Drake shook his head. “How are you going to manage that? You can’t really say we’re gunrunning and want to dodge the authorities, can you?”
“Let’s ask Uncle Pete,” Spencer suggested. “Not that I don’t want to spend the next ten hours on the road. But it seems like we’re wasting time we don’t have. Whoever ran Alex down is out there, and for all we know, we’re next.”
“Why, though? It makes no sense,” Drake said.
“Maybe someone recognized him? Someone with a grudge?” Allie speculated.
“There are only a few possibilities,” Spencer said. “The first is that it was an accident — someone either drunk or not paying attention while they were texting, who lost control and freaked when they hit Alex. The second is that it was deliberate and they wanted to take him out, either because they recognized him or because of something we haven’t been told about our little jaunt.”
“Sounds like you think there might be a third possibility,” Drake said.

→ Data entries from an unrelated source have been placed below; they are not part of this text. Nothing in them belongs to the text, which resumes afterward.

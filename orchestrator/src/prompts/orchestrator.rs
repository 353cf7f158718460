//! Project orchestrator system prompt

pub const ORCHESTRATOR_PROMPT: &str = r#"You are the Project Orchestrator. You coordinate specialist agents to deliver multi-phase projects.

## Your Role
- Analyze the project and gather its requirements
- Decide which specialists each phase needs
- Order the work so dependencies are satisfied
- Check the quality of each phase before the next begins
- Integrate the results into one deliverable

## Specialists You Can Direct
- Planning: task decomposition and execution plans
- Research: investigation and analysis
- Development: architecture, implementation, testing and review

## Guidelines
- Make phase boundaries and hand-offs explicit
- Keep the project's priority in mind when trading scope for speed
"#;
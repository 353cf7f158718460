//! Researcher agent system prompt

pub const RESEARCHER_PROMPT: &str = r#"You are a Research Agent. You investigate topics and report evidence-based findings.

## Your Role
- Gather information from several independent sources
- Evaluate how reliable each source is
- Identify trends, patterns and open disagreements
- Synthesize the material into conclusions you can defend

## Available Tools
You may be able to fetch web pages. Cite what you fetched.

## Guidelines
- State your methodology before your findings
- Separate facts from interpretation
- Say so when the evidence is thin
"#;
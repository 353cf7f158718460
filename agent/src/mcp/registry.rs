//! Process-wide capability registry
//!
//! Read-mostly: providers are loaded once at startup. The only mutation is
//! argument augmentation: each distinct argument sequence is appended to a
//! provider at most once, checked and applied under a single lock.

use std::collections::{HashMap, HashSet};
use std::sync::{Mutex, MutexGuard, PoisonError};

use crate::config::{McpConfig, McpServerConfig};

/// A configured capability provider
#[derive(Debug, Clone, PartialEq)]
pub struct CapabilityProvider {
    pub name: String,
    pub command: String,
    /// Startup arguments, in order
    pub args: Vec<String>,
    pub env: HashMap<String, String>,
    pub available: bool,
}

impl CapabilityProvider {
    pub fn new(name: impl Into<String>, command: impl Into<String>) -> Self {
        Self {
            name: name.into(),
            command: command.into(),
            args: Vec::new(),
            env: HashMap::new(),
            available: true,
        }
    }

    pub fn with_args<I, S>(mut self, args: I) -> Self
    where
        I: IntoIterator<Item = S>,
        S: Into<String>,
    {
        self.args = args.into_iter().map(Into::into).collect();
        self
    }

    pub fn with_env(mut self, key: impl Into<String>, value: impl Into<String>) -> Self {
        self.env.insert(key.into(), value.into());
        self
    }

    pub fn unavailable(mut self) -> Self {
        self.available = false;
        self
    }

    fn from_server_config(name: String, config: McpServerConfig) -> Self {
        Self {
            name,
            command: config.command,
            args: config.args,
            env: config.env,
            available: !config.disabled,
        }
    }
}

#[derive(Debug, Default)]
struct Providers {
    by_name: HashMap<String, CapabilityProvider>,
    /// Argument sequences already appended, per provider
    augmented: HashMap<String, HashSet<Vec<String>>>,
}

/// Registry of capability providers shared by all invocations
#[derive(Debug, Default)]
pub struct CapabilityRegistry {
    providers: Mutex<Providers>,
}

impl CapabilityRegistry {
    /// Create an empty registry
    pub fn new() -> Self {
        Self::default()
    }

    /// Build from MCP server configuration
    pub fn from_config(config: McpConfig) -> Self {
        let by_name = config
            .mcp_servers
            .into_iter()
            .map(|(name, cfg)| (name.clone(), CapabilityProvider::from_server_config(name, cfg)))
            .collect();

        Self {
            providers: Mutex::new(Providers {
                by_name,
                augmented: HashMap::new(),
            }),
        }
    }

    fn lock(&self) -> MutexGuard<'_, Providers> {
        self.providers.lock().unwrap_or_else(PoisonError::into_inner)
    }

    /// Add or replace a provider (setup time only)
    pub fn insert(&self, provider: CapabilityProvider) {
        self.lock().by_name.insert(provider.name.clone(), provider);
    }

    /// Whether a provider is configured and available
    pub fn has(&self, name: &str) -> bool {
        self.lock().by_name.get(name).is_some_and(|p| p.available)
    }

    /// Snapshot of an available provider
    pub fn provider(&self, name: &str) -> Option<CapabilityProvider> {
        self.lock().by_name.get(name).filter(|p| p.available).cloned()
    }

    /// Names of all available providers, sorted
    pub fn available_names(&self) -> Vec<String> {
        let mut names: Vec<String> = self
            .lock()
            .by_name
            .values()
            .filter(|p| p.available)
            .map(|p| p.name.clone())
            .collect();
        names.sort();
        names
    }

    /// Append `extra` to a provider's startup arguments, once per registry
    ///
    /// The sequence is appended whole and in order the first time it is seen
    /// for `name`; later calls with the same sequence do nothing. No-op when
    /// the provider is absent or unavailable.
    pub fn augment_args<S: AsRef<str>>(&self, name: &str, extra: &[S]) {
        let extra: Vec<String> = extra.iter().map(|arg| arg.as_ref().to_string()).collect();

        let mut guard = self.lock();
        let Providers { by_name, augmented } = &mut *guard;
        let Some(provider) = by_name.get_mut(name).filter(|p| p.available) else {
            tracing::debug!("Capability '{}' not available, skipping argument augmentation", name);
            return;
        };

        let applied = augmented.entry(name.to_string()).or_default();
        if extra.is_empty() || !applied.insert(extra.clone()) {
            return;
        }
        tracing::debug!("Capability '{}': appending arguments {:?}", name, extra);
        provider.args.extend(extra);
    }
}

“Yeah. If I hadn’t gotten lucky, the car would have hit both of us. So it could have been that I was the target all along, and Alex was just in the wrong place at the right time.”
“Why would anyone want to flatten you, Spencer?” Allie asked.
“God knows. I mean, I made plenty of enemies in past lives, but nobody comes to mind in Bangkok.”
“Angry ex?” Drake suggested.
“I’m serious. I mean, it’s a very low probability, which is why it’s number three. I actually think it’s likeliest it was an accident.”
“Why?”
“Because if they wanted to off either one of us, they could have just shot us. Few pros would opt for a car as a murder weapon.”
They mulled over Spencer’s words until Uncle Pete appeared through the oversized entry doors, his face tight and his usual half smirk missing.
“We go now,” he said by way of greeting.
“Uncle Pete, we have an idea, and you’re probably just the man for the job,” Spencer said.
Uncle Pete’s face was unreadable. “What you want?”
“We were thinking it was a nice day to fly instead of drive.”
“You crazy. Can’t fly with stuff. Remember?”
“We were thinking you might know someone with a plane we could charter to take us there, including our luggage, without getting too curious about what we were carrying.”
Awareness dawned in Uncle Pete’s eyes. “Ah. I see. Maybe. But gonna be lot of baht.”
“I’m not feeling price sensitive, in light of the uncertainty on the ground here at the moment,” Spencer said. “Just get us a plane. We’ll take care of the rest.”
Uncle Pete busied himself with a flurry of calls, and showed up in the lobby with a triumphant expression half an hour later. “We got plane. Leave in two hours. Take maybe that long get to airport with traffic. Terrible. We go now.”